Read The God Mars Book One: CROATOAN Page 40

14 November, 2115:

  At first light, barely minutes after we launch Anton and his transmitter-building team in a pair of our most-functional ASVs, MAI flashes us the real-time of an attack on Melas Three.

  Rockets come flying out of the desert to the west, roughly aiming at the launch pad where Morales and her crew are trying to get the newly refitted AAV off the deck for a test flight. Long-range optics pick out the familiar cloaks of Nomads, flutters of red-ochre camo against the rocky landscape like the rocks themselves are moving. The outer batteries fire back, selectively tearing up rock and sand, but by then—barely a few seconds delay to confirm targets and firing orders—there’s no sign of cloaks or movement of any kind on our sentry systems. Either they dug in after the volley, or they’re disciplined enough not to give away their positions even when they’re getting cut to pieces.
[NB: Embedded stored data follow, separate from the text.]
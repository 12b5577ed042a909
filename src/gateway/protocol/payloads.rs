//! Signaling message codec.
//!
//! Inbound messages are decoded in two steps: [`decode_opcode`] splits the
//! `{"op":..,"d":..}` envelope without touching `d`, then the per-opcode
//! decoder parses `d` into a typed payload. Every field of a payload is
//! required exactly once; anything else rejects the whole message.

use std::{fmt, net::SocketAddr, time::Duration};

use secrecy::ExposeSecret;
use serde::{
    Deserialize, Deserializer, Serialize,
    de::{self, IgnoredAny, MapAccess, Visitor},
};
use serde_json::value::RawValue;

use super::{EncryptionMode, EncryptionModes, Opcode};
use crate::{
    common::errors::{GatewayError, GatewayResult},
    gateway::{constants::SECRET_KEY_LEN, credentials::Credentials, params::SessionKey},
};

/// An inbound message with its data left undecoded.
#[derive(Debug)]
pub struct Envelope<'a> {
    pub op: u8,
    pub d: &'a RawValue,
}

impl Envelope<'_> {
    pub fn opcode(&self) -> Option<Opcode> {
        Opcode::from_u8(self.op)
    }
}

impl<'de> Deserialize<'de> for Envelope<'de> {
    fn deserialize<D: Deserializer<'de>>(deserializer: D) -> Result<Self, D::Error> {
        struct EnvelopeVisitor;

        impl<'de> Visitor<'de> for EnvelopeVisitor {
            type Value = Envelope<'de>;

            fn expecting(&self, f: &mut fmt::Formatter<'_>) -> fmt::Result {
                f.write_str("an object with `op` followed by `d`")
            }

            fn visit_map<A: MapAccess<'de>>(self, mut map: A) -> Result<Self::Value, A::Error> {
                let op = match map.next_key::<String>()? {
                    Some(key) if key == "op" => map.next_value::<u8>()?,
                    Some(key) => {
                        return Err(de::Error::custom(format!(
                            "expected `op` as first field, found `{key}`"
                        )));
                    }
                    None => return Err(de::Error::missing_field("op")),
                };

                let d = match map.next_key::<String>()? {
                    Some(key) if key == "d" => map.next_value::<&'de RawValue>()?,
                    Some(key) => {
                        return Err(de::Error::custom(format!(
                            "expected `d` after `op`, found `{key}`"
                        )));
                    }
                    None => return Err(de::Error::missing_field("d")),
                };

                // Trailing fields (e.g. `seq`) are tolerated, repeats are not.
                while let Some(key) = map.next_key::<String>()? {
                    if key == "op" || key == "d" {
                        return Err(de::Error::custom(format!("duplicate field `{key}`")));
                    }
                    map.next_value::<IgnoredAny>()?;
                }

                Ok(Envelope { op, d })
            }
        }

        deserializer.deserialize_map(EnvelopeVisitor)
    }
}

/// Splits an inbound text message into its opcode and undecoded data.
pub fn decode_opcode(text: &str) -> GatewayResult<Envelope<'_>> {
    serde_json::from_str(text).map_err(|e| GatewayError::malformed("envelope", e))
}

#[derive(Debug, Clone, Copy, PartialEq)]
pub struct Hello {
    pub heartbeat_interval: Duration,
}

#[derive(Deserialize)]
struct HelloData {
    heartbeat_interval: f64,
}

pub fn decode_hello(d: &RawValue) -> GatewayResult<Hello> {
    let data: HelloData =
        serde_json::from_str(d.get()).map_err(|e| GatewayError::malformed("hello", e))?;

    let millis = data.heartbeat_interval;
    if !millis.is_finite() || millis <= 0.0 {
        return Err(GatewayError::malformed(
            "hello",
            format!("heartbeat_interval out of range: {millis}"),
        ));
    }

    Ok(Hello {
        heartbeat_interval: Duration::from_secs_f64(millis / 1000.0),
    })
}

#[derive(Debug, Clone, PartialEq)]
pub struct Ready {
    pub ssrc: u32,
    pub ip: String,
    pub port: u16,
    pub modes: EncryptionModes,
}

impl Ready {
    /// The relay's media endpoint. Only literal IPs are accepted.
    pub fn endpoint(&self) -> GatewayResult<SocketAddr> {
        let ip = self
            .ip
            .trim()
            .parse()
            .map_err(|_| GatewayError::InvalidEndpoint(self.ip.clone()))?;
        Ok(SocketAddr::new(ip, self.port))
    }
}

#[derive(Deserialize)]
struct ReadyData {
    ssrc: u32,
    ip: String,
    port: u16,
    modes: Vec<String>,
}

pub fn decode_ready(d: &RawValue) -> GatewayResult<Ready> {
    let data: ReadyData =
        serde_json::from_str(d.get()).map_err(|e| GatewayError::malformed("ready", e))?;

    Ok(Ready {
        ssrc: data.ssrc,
        ip: data.ip,
        port: data.port,
        modes: EncryptionModes::from_names(data.modes.iter().map(String::as_str)),
    })
}

#[derive(Debug, Clone, PartialEq)]
pub struct SessionDescription {
    pub secret_key: SessionKey,
}

#[derive(Deserialize)]
struct SessionDescriptionData {
    secret_key: [u8; SECRET_KEY_LEN],
}

pub fn decode_session_description(d: &RawValue) -> GatewayResult<SessionDescription> {
    let data: SessionDescriptionData = serde_json::from_str(d.get())
        .map_err(|e| GatewayError::malformed("session_description", e))?;

    Ok(SessionDescription {
        secret_key: SessionKey::new(data.secret_key),
    })
}

#[derive(Debug, Clone, Copy, PartialEq, Eq)]
pub struct HeartbeatAck {
    pub nonce: i32,
}

pub fn decode_heartbeat_ack(d: &RawValue) -> GatewayResult<HeartbeatAck> {
    let nonce: i32 =
        serde_json::from_str(d.get()).map_err(|e| GatewayError::malformed("heartbeat_ack", e))?;
    Ok(HeartbeatAck { nonce })
}

#[derive(Serialize)]
struct Outgoing<T> {
    op: u8,
    d: T,
}

fn encode<T: Serialize>(op: Opcode, d: T, context: &'static str) -> GatewayResult<String> {
    serde_json::to_string(&Outgoing { op: op.into(), d })
        .map_err(|e| GatewayError::malformed(context, e))
}

pub fn encode_heartbeat(nonce: i32) -> GatewayResult<String> {
    encode(Opcode::Heartbeat, nonce, "heartbeat")
}

#[derive(Serialize)]
struct IdentifyData<'a> {
    server_id: String,
    user_id: String,
    session_id: &'a str,
    token: &'a str,
}

pub fn encode_identify(credentials: &Credentials) -> GatewayResult<String> {
    encode(
        Opcode::Identify,
        IdentifyData {
            server_id: credentials.guild_id.to_string(),
            user_id: credentials.user_id.to_string(),
            session_id: &credentials.session_id,
            token: credentials.token.expose_secret(),
        },
        "identify",
    )
}

#[derive(Serialize)]
struct SelectProtocolData {
    protocol: &'static str,
    data: ProtocolData,
}

#[derive(Serialize)]
struct ProtocolData {
    address: String,
    port: u16,
    mode: &'static str,
}

/// Fails with [`GatewayError::UnsupportedMode`] for anything but lite mode,
/// the only mode the media sender implements.
pub fn encode_select_protocol(
    local_endpoint: SocketAddr,
    mode: EncryptionMode,
) -> GatewayResult<String> {
    if mode != EncryptionMode::XSalsa20Poly1305Lite {
        return Err(GatewayError::UnsupportedMode(mode.flag()));
    }

    encode(
        Opcode::SelectProtocol,
        SelectProtocolData {
            protocol: "udp",
            data: ProtocolData {
                address: local_endpoint.ip().to_string(),
                port: local_endpoint.port(),
                mode: mode.as_str(),
            },
        },
        "select_protocol",
    )
}

#[derive(Serialize)]
struct SpeakingData {
    speaking: bool,
    delay: i32,
    ssrc: u32,
}

pub fn encode_speaking(speaking: bool, delay: i32, ssrc: u32) -> GatewayResult<String> {
    encode(
        Opcode::Speaking,
        SpeakingData {
            speaking,
            delay,
            ssrc,
        },
        "speaking",
    )
}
  The first two rockets fall just short of the pad, banging into the rammed-earth slopes that dampen the bunker sidewalls. Morales begrudgingly runs her team for cover below decks. A third rocket is better aimed. The AAV pilot—Lieutenant Jen Samuels, a trainee before the Big Bang—does probably the best thing she can do under the circumstances: she cranks the maneuvering jets and turns the big aircraft, its landing legs lifted only inches above the pad, and takes the hit on the starboard wing. The projectile blows away about a third of the sizeable delta wing, kicking the whole ship sideways and punching scrap metal through the empty utility carrier pod beneath it. But the scream of the engines sounds clean, and there’s no potentially catastrophic hydrogen leak, only Samuels spitting a few choice obscenities because a chunk of shrapnel cracked her cockpit plexi.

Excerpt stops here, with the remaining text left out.